Alex se revolvió incómodo. Era extraño pensar que alguien lo amara sin que lo recordara. Aunque en el fondo también le hacía algo de ilusión conocer a la mujer que Diana le describía.
—Ya quiero conocerla… o recordarla—dijo, contagiado por el ánimo de la muchacha—. Por cierto, temprano Dafne te llamó Artemis, ¿no?
—Artemis o Artemisa, sí. Es mi nombre de nacimiento—asintió ella—. Pero tras el cierre del Olimpo adopté mi nombre romano, Diana. Tú también, dejaste de llamarte Apolo y tomaste el nombre que solías usar cuando convivías con humanos.
Significaba que ahora tenía el mismo nombre que antes. «Me arrancaron la memoria, pero al menos tuvieron la decencia de permitirme conservar esto—pensó con amargura.»
—¿Por qué cambiarse de nombres?—quiso saber.
Diana adoptó una expresión cansada como si no le gustara hablar de ello, pero le respondió de todas formas.
—Cuando se firmó el Tratado, padre declaró que no quería nada que ver con lo que antes representábamos: represión, muerte y calamidad; por lo que se despojó de su viejo nombre y se hizo llamar Percival. Pero fue una decisión personal, nadie más estaba obligado a ello. —Se detuvo dejando escapar un bostezo. Se frotó el rostro con una mano antes de continuar. —Lo nuestro fue más por costumbre que otra cosa. Pasamos muchos años rescatando míticos que se encontraban damnificados tras la Separación, y era inusual llamarse Apolo y Artemis incluso para aquella época, de modo que comenzamos a usar otros nombres para mezclarnos. Para cuando fundamos Diapolis para brindarles refugio, ya muchos de ellos se habían acostumbrado a llamarnos Diana y Alexandro y nosotros acabamos haciendo lo mismo.
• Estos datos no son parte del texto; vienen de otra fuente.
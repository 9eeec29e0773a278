//! In-memory storage implementation

use super::{
    AccountStore, AccountingStore, ProfileLookup, ProfileStore, SessionStore, SettingsBackend,
};
use crate::error::StoreError;
use crate::model::{Account, AccountingRecord, OnlineSession, Profile};
use async_trait::async_trait;
use chrono::{DateTime, Utc};
use dashmap::mapref::entry::Entry;
use dashmap::DashMap;
use std::collections::HashMap;
use std::sync::Arc;
use tokio::sync::RwLock;
use uuid::Uuid;

/// In-memory store
///
/// Keeps every table in local memory. It provides no persistence and is
/// meant for single-node deployments, development and tests.
///
/// # Thread Safety
///
/// Online sessions live in a `DashMap` (the hot table); everything else
/// uses `tokio::sync::RwLock` for concurrent access from async tasks.
#[derive(Debug, Clone, Default)]
pub struct MemoryStore {
    accounts: Arc<RwLock<HashMap<String, Account>>>,
    profiles: Arc<RwLock<HashMap<i64, Profile>>>,
    sessions: Arc<DashMap<String, OnlineSession>>,
    records: Arc<RwLock<Vec<AccountingRecord>>>,
    settings: Arc<RwLock<HashMap<String, String>>>,
}

impl MemoryStore {
    pub fn new() -> Self {
        Self::default()
    }

    /// Number of online sessions across all users
    pub fn session_count(&self) -> usize {
        self.sessions.len()
    }

    /// Number of accounting records, open or closed
    pub async fn record_count(&self) -> usize {
        self.records.read().await.len()
    }

    /// Clear all stored data
    pub async fn clear(&self) {
        self.accounts.write().await.clear();
        self.profiles.write().await.clear();
        self.sessions.clear();
        self.records.write().await.clear();
        self.settings.write().await.clear();
    }
}

#[async_trait]
impl ProfileLookup for MemoryStore {
    async fn get_profile(&self, id: i64) -> Result<Profile, StoreError> {
        self.profiles
            .read()
            .await
            .get(&id)
            .cloned()
            .ok_or_else(|| StoreError::not_found("profile", id.to_string()))
    }
}

#[async_trait]
impl ProfileStore for MemoryStore {
    async fn upsert_profile(&self, profile: &Profile) -> Result<(), StoreError> {
        self.profiles
            .write()
            .await
            .insert(profile.id, profile.clone());
        Ok(())
    }

    async fn delete_profile(&self, id: i64) -> Result<(), StoreError> {
        self.profiles
            .write()
            .await
            .remove(&id)
            .map(|_| ())
            .ok_or_else(|| StoreError::not_found("profile", id.to_string()))
    }
}

#[async_trait]
impl AccountStore for MemoryStore {
    async fn get_account(&self, username: &str) -> Result<Account, StoreError> {
        self.accounts
            .read()
            .await
            .get(username)
            .cloned()
            .ok_or_else(|| StoreError::not_found("account", username))
    }

    async fn upsert_account(&self, account: &Account) -> Result<(), StoreError> {
        self.accounts
            .write()
            .await
            .insert(account.username.clone(), account.clone());
        Ok(())
    }
}

#[async_trait]
impl SessionStore for MemoryStore {
    async fn insert_session(&self, session: &OnlineSession) -> Result<(), StoreError> {
        match self.sessions.entry(session.acct_session_id.clone()) {
            Entry::Occupied(_) => Err(StoreError::Conflict {
                entity: "online session",
                key: session.acct_session_id.clone(),
            }),
            Entry::Vacant(slot) => {
                slot.insert(session.clone());
                Ok(())
            }
        }
    }

    async fn update_session(&self, session: &OnlineSession) -> Result<u64, StoreError> {
        match self.sessions.get_mut(&session.acct_session_id) {
            Some(mut row) => {
                row.acct_session_time = session.acct_session_time;
                row.acct_input_total = session.acct_input_total;
                row.acct_output_total = session.acct_output_total;
                row.acct_input_packets = session.acct_input_packets;
                row.acct_output_packets = session.acct_output_packets;
                row.last_update = session.last_update;
                Ok(1)
            }
            None => Ok(0),
        }
    }

    async fn delete_session(&self, acct_session_id: &str) -> Result<u64, StoreError> {
        Ok(self.sessions.remove(acct_session_id).map_or(0, |_| 1))
    }

    async fn get_session(&self, acct_session_id: &str) -> Result<OnlineSession, StoreError> {
        self.sessions
            .get(acct_session_id)
            .map(|row| row.value().clone())
            .ok_or_else(|| StoreError::not_found("online session", acct_session_id))
    }

    async fn session_exists(&self, acct_session_id: &str) -> Result<bool, StoreError> {
        Ok(self.sessions.contains_key(acct_session_id))
    }

    async fn count_sessions(&self, username: &str) -> Result<i64, StoreError> {
        Ok(self
            .sessions
            .iter()
            .filter(|row| row.username == username)
            .count() as i64)
    }

    async fn list_sessions(&self, username: &str) -> Result<Vec<OnlineSession>, StoreError> {
        let mut sessions: Vec<OnlineSession> = self
            .sessions
            .iter()
            .filter(|row| row.username == username)
            .map(|row| row.value().clone())
            .collect();
        sessions.sort_by_key(|s| s.acct_start_time);
        Ok(sessions)
    }

    async fn delete_sessions_by_ids(&self, ids: &[Uuid]) -> Result<u64, StoreError> {
        let before = self.sessions.len();
        self.sessions
            .retain(|_, session| !session.id.is_some_and(|id| ids.contains(&id)));
        Ok((before - self.sessions.len()) as u64)
    }

    async fn delete_sessions_by_nas(
        &self,
        nas_addr: &str,
        nas_id: &str,
    ) -> Result<u64, StoreError> {
        let before = self.sessions.len();
        self.sessions
            .retain(|_, session| !session.belongs_to_nas(nas_addr, nas_id));
        Ok((before - self.sessions.len()) as u64)
    }

    async fn delete_sessions_idle_since(&self, cutoff: DateTime<Utc>) -> Result<u64, StoreError> {
        let before = self.sessions.len();
        self.sessions.retain(|_, session| session.last_update >= cutoff);
        Ok((before - self.sessions.len()) as u64)
    }
}

#[async_trait]
impl AccountingStore for MemoryStore {
    async fn insert_record(&self, record: &AccountingRecord) -> Result<(), StoreError> {
        self.records.write().await.push(record.clone());
        Ok(())
    }

    async fn close_record(
        &self,
        acct_session_id: &str,
        record: &AccountingRecord,
    ) -> Result<u64, StoreError> {
        let mut records = self.records.write().await;
        let mut changed = 0;
        for row in records
            .iter_mut()
            .filter(|r| r.acct_session_id == acct_session_id && r.is_open())
        {
            row.acct_stop_time = record.acct_stop_time;
            row.acct_session_time = record.acct_session_time;
            row.acct_input_total = record.acct_input_total;
            row.acct_output_total = record.acct_output_total;
            row.acct_input_packets = record.acct_input_packets;
            row.acct_output_packets = record.acct_output_packets;
            row.acct_terminate_cause = record.acct_terminate_cause;
            changed += 1;
        }
        Ok(changed)
    }

    async fn list_records(
        &self,
        acct_session_id: &str,
    ) -> Result<Vec<AccountingRecord>, StoreError> {
        Ok(self
            .records
            .read()
            .await
            .iter()
            .filter(|r| r.acct_session_id == acct_session_id)
            .cloned()
            .collect())
    }

    async fn delete_closed_before(&self, cutoff: DateTime<Utc>) -> Result<u64, StoreError> {
        let mut records = self.records.write().await;
        let before = records.len();
        records.retain(|r| !r.acct_stop_time.is_some_and(|stop| stop < cutoff));
        Ok((before - records.len()) as u64)
    }
}

#[async_trait]
impl SettingsBackend for MemoryStore {
    async fn load_settings(&self) -> Result<Vec<(String, String)>, StoreError> {
        Ok(self
            .settings
            .read()
            .await
            .iter()
            .map(|(k, v)| (k.clone(), v.clone()))
            .collect())
    }

    async fn save_setting(&self, key: &str, value: &str) -> Result<(), StoreError> {
        self.settings
            .write()
            .await
            .insert(key.to_string(), value.to_string());
        Ok(())
    }
}

#[cfg(test)]
mod tests {
    use super::*;
    use chrono::Duration;

    fn session(id: &str, user: &str, nas: &str) -> OnlineSession {
        let mut s = OnlineSession::new(id, user);
        s.id = Some(Uuid::new_v4());
        s.nas_addr = nas.to_string();
        s
    }

    #[tokio::test]
    async fn test_profile_roundtrip() {
        let store = MemoryStore::new();
        let mut profile = Profile::new(1, "gold");
        profile.up_rate = 10240;
        store.upsert_profile(&profile).await.unwrap();

        assert_eq!(store.get_profile(1).await.unwrap().up_rate, 10240);
        store.delete_profile(1).await.unwrap();
        assert!(store.get_profile(1).await.unwrap_err().is_not_found());
        assert!(store.delete_profile(1).await.unwrap_err().is_not_found());
    }

    #[tokio::test]
    async fn test_insert_session_conflict() {
        let store = MemoryStore::new();
        store
            .insert_session(&session("s1", "alice", "10.0.0.1"))
            .await
            .unwrap();

        let err = store
            .insert_session(&session("s1", "bob", "10.0.0.1"))
            .await
            .unwrap_err();
        assert!(matches!(err, StoreError::Conflict { .. }));
        assert_eq!(store.session_count(), 1);
    }

    #[tokio::test]
    async fn test_update_session_changes_counters_only() {
        let store = MemoryStore::new();
        store
            .insert_session(&session("s1", "alice", "10.0.0.1"))
            .await
            .unwrap();

        let mut update = session("s1", "mallory", "10.9.9.9");
        update.acct_input_total = 500;
        update.acct_session_time = 60;
        assert_eq!(store.update_session(&update).await.unwrap(), 1);

        let row = store.get_session("s1").await.unwrap();
        assert_eq!(row.username, "alice");
        assert_eq!(row.nas_addr, "10.0.0.1");
        assert_eq!(row.acct_input_total, 500);
        assert_eq!(row.acct_session_time, 60);

        assert_eq!(
            store
                .update_session(&session("missing", "alice", ""))
                .await
                .unwrap(),
            0
        );
    }

    #[tokio::test]
    async fn test_count_and_delete_by_nas() {
        let store = MemoryStore::new();
        store
            .insert_session(&session("s1", "alice", "10.0.0.1"))
            .await
            .unwrap();
        store
            .insert_session(&session("s2", "alice", "10.0.0.2"))
            .await
            .unwrap();
        store
            .insert_session(&session("s3", "bob", "10.0.0.1"))
            .await
            .unwrap();

        assert_eq!(store.count_sessions("alice").await.unwrap(), 2);
        assert_eq!(
            store.delete_sessions_by_nas("10.0.0.1", "").await.unwrap(),
            2
        );
        assert_eq!(store.count_sessions("alice").await.unwrap(), 1);
        assert_eq!(store.count_sessions("bob").await.unwrap(), 0);
    }

    #[tokio::test]
    async fn test_delete_idle_sessions() {
        let store = MemoryStore::new();
        let mut idle = session("s1", "alice", "10.0.0.1");
        idle.last_update = Utc::now() - chrono::Duration::minutes(30);
        store.insert_session(&idle).await.unwrap();
        store
            .insert_session(&session("s2", "alice", "10.0.0.1"))
            .await
            .unwrap();

        let cutoff = Utc::now() - chrono::Duration::minutes(10);
        assert_eq!(store.delete_sessions_idle_since(cutoff).await.unwrap(), 1);
        assert!(store.session_exists("s2").await.unwrap());
        assert_eq!(store.delete_sessions_idle_since(cutoff).await.unwrap(), 0);
    }

    #[tokio::test]
    async fn test_delete_by_ids() {
        let store = MemoryStore::new();
        let s1 = session("s1", "alice", "10.0.0.1");
        let s2 = session("s2", "alice", "10.0.0.1");
        store.insert_session(&s1).await.unwrap();
        store.insert_session(&s2).await.unwrap();

        let removed = store
            .delete_sessions_by_ids(&[s1.id.unwrap(), Uuid::new_v4()])
            .await
            .unwrap();
        assert_eq!(removed, 1);
        assert!(!store.session_exists("s1").await.unwrap());
        assert!(store.session_exists("s2").await.unwrap());
    }

    #[tokio::test]
    async fn test_close_record_only_touches_open_rows() {
        let store = MemoryStore::new();
        let record = AccountingRecord::from(&session("s1", "alice", "10.0.0.1"));
        store.insert_record(&record).await.unwrap();

        let mut stop = record.clone();
        stop.acct_stop_time = Some(Utc::now());
        stop.acct_output_total = 99;
        assert_eq!(store.close_record("s1", &stop).await.unwrap(), 1);
        // Already closed
        assert_eq!(store.close_record("s1", &stop).await.unwrap(), 0);
        assert_eq!(store.close_record("nope", &stop).await.unwrap(), 0);

        let rows = store.list_records("s1").await.unwrap();
        assert_eq!(rows.len(), 1);
        assert_eq!(rows[0].acct_output_total, 99);
    }

    #[tokio::test]
    async fn test_delete_closed_before() {
        let store = MemoryStore::new();
        let mut old = AccountingRecord::from(&session("old", "alice", ""));
        old.acct_stop_time = Some(Utc::now() - Duration::days(30));
        let mut recent = AccountingRecord::from(&session("recent", "alice", ""));
        recent.acct_stop_time = Some(Utc::now());
        let open = AccountingRecord::from(&session("open", "alice", ""));

        for r in [&old, &recent, &open] {
            store.insert_record(r).await.unwrap();
        }

        let removed = store
            .delete_closed_before(Utc::now() - Duration::days(7))
            .await
            .unwrap();
        assert_eq!(removed, 1);
        assert_eq!(store.record_count().await, 2);
    }

    #[tokio::test]
    async fn test_settings_roundtrip() {
        let store = MemoryStore::new();
        store.save_setting("radius.reject_delay_secs", "2").await.unwrap();
        let all = store.load_settings().await.unwrap();
        assert_eq!(
            all,
            vec![("radius.reject_delay_secs".to_string(), "2".to_string())]
        );

        store.clear().await;
        assert!(store.load_settings().await.unwrap().is_empty());
    }
}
—Todo esto del Tratado fue un asunto muy fuerte, ¿no?
—Ni te imaginas. Pero esa es una historia demasiado larga para contarla hoy. Por ahora me iré antes de que el idiota despierte y note que no estoy.
Diana se levantó de la cama y le dio un abrazo tomándolo desprevenido. Alex se sintió contrariado, pero se dejó hacer. La piel de la diosa era algo fría, pero agradable y con un olor extrañamente reconfortante, como una excursión en el bosque.
Entonces ella lo miró con ojos de plata y le puso una mano tierna en la mejilla.
—Todo irá bien ahora. Pase lo que pase, te protegeré. Estoy aquí para ti.
Entonces se alejó en dirección a la puerta.
—Diana—la llamó Alex antes de saliera—. Lamento haberte preocupado.
La chica esbozó una sonrisa tenue un tanto triste.
—Descuida, nada de esto es tu culpa. Ya me la pagaran los verdaderos responsables. Buenas noches, Febo.
—Buenas noches.
Y de nuevo a solas, Alex se sintió mejor que antes.
Al cabo de un rato se quedó dormido convencido de que, con Diana como su hermana, al menos no todo lo que le había pasado ese día eran malas noticias.